use aes_gcm::aead::{Aead, KeyInit, OsRng, Payload};
use aes_gcm::{AeadCore, Aes256Gcm, Nonce};
use uuid::Uuid;

const NONCE_LEN: usize = 12;

/// AES-256-GCM sealing for captured payloads at rest.
///
/// Each sealed payload is bound to its work item id as associated data, so a
/// ciphertext copied onto another row fails to open.
pub struct PayloadCipher {
    cipher: Aes256Gcm,
}

impl PayloadCipher {
    /// Create from a base64-encoded 32-byte key.
    pub fn new(key_base64: &str) -> Result<Self, EncryptionError> {
        use base64::Engine;
        let key_bytes = base64::engine::general_purpose::STANDARD
            .decode(key_base64)
            .map_err(|_| EncryptionError::InvalidKey)?;

        if key_bytes.len() != 32 {
            return Err(EncryptionError::InvalidKey);
        }

        let cipher =
            Aes256Gcm::new_from_slice(&key_bytes).map_err(|_| EncryptionError::InvalidKey)?;

        Ok(Self { cipher })
    }

    /// Seal a payload for `work_item_id`. Output is nonce || ciphertext.
    pub fn seal(&self, work_item_id: Uuid, plaintext: &[u8]) -> Result<Vec<u8>, EncryptionError> {
        let nonce = Aes256Gcm::generate_nonce(&mut OsRng);
        let sealed = self
            .cipher
            .encrypt(
                &nonce,
                Payload {
                    msg: plaintext,
                    aad: work_item_id.as_bytes(),
                },
            )
            .map_err(|_| EncryptionError::SealFailed)?;

        let mut output = Vec::with_capacity(NONCE_LEN + sealed.len());
        output.extend_from_slice(&nonce);
        output.extend(sealed);
        Ok(output)
    }

    /// Open a payload previously sealed for `work_item_id`.
    pub fn open(&self, work_item_id: Uuid, data: &[u8]) -> Result<Vec<u8>, EncryptionError> {
        if data.len() < NONCE_LEN {
            return Err(EncryptionError::OpenFailed);
        }

        let (nonce_bytes, sealed) = data.split_at(NONCE_LEN);
        self.cipher
            .decrypt(
                Nonce::from_slice(nonce_bytes),
                Payload {
                    msg: sealed,
                    aad: work_item_id.as_bytes(),
                },
            )
            .map_err(|_| EncryptionError::OpenFailed)
    }
}

#[derive(Debug, thiserror::Error)]
pub enum EncryptionError {
    #[error("Invalid encryption key (must be 32 bytes, base64-encoded)")]
    InvalidKey,

    #[error("Failed to seal payload")]
    SealFailed,

    #[error("Failed to open payload")]
    OpenFailed,
}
——————————
→ TASK REQUIREMENTS
The exact lines of the material above starting at the one that contains "output.extend(sealed);" and ending at the one that contains "let (nonce_bytes, sealed)" are what to retype; leave out everything else.

→ OUTPUT
        output.extend(sealed);
        Ok(output)
    }

    /// Open a payload previously sealed for `work_item_id`.
    pub fn open(&self, work_item_id: Uuid, data: &[u8]) -> Result<Vec<u8>, EncryptionError> {
        if data.len() < NONCE_LEN {
            return Err(EncryptionError::OpenFailed);
        }

        let (nonce_bytes, sealed) = data.split_at(NONCE_LEN);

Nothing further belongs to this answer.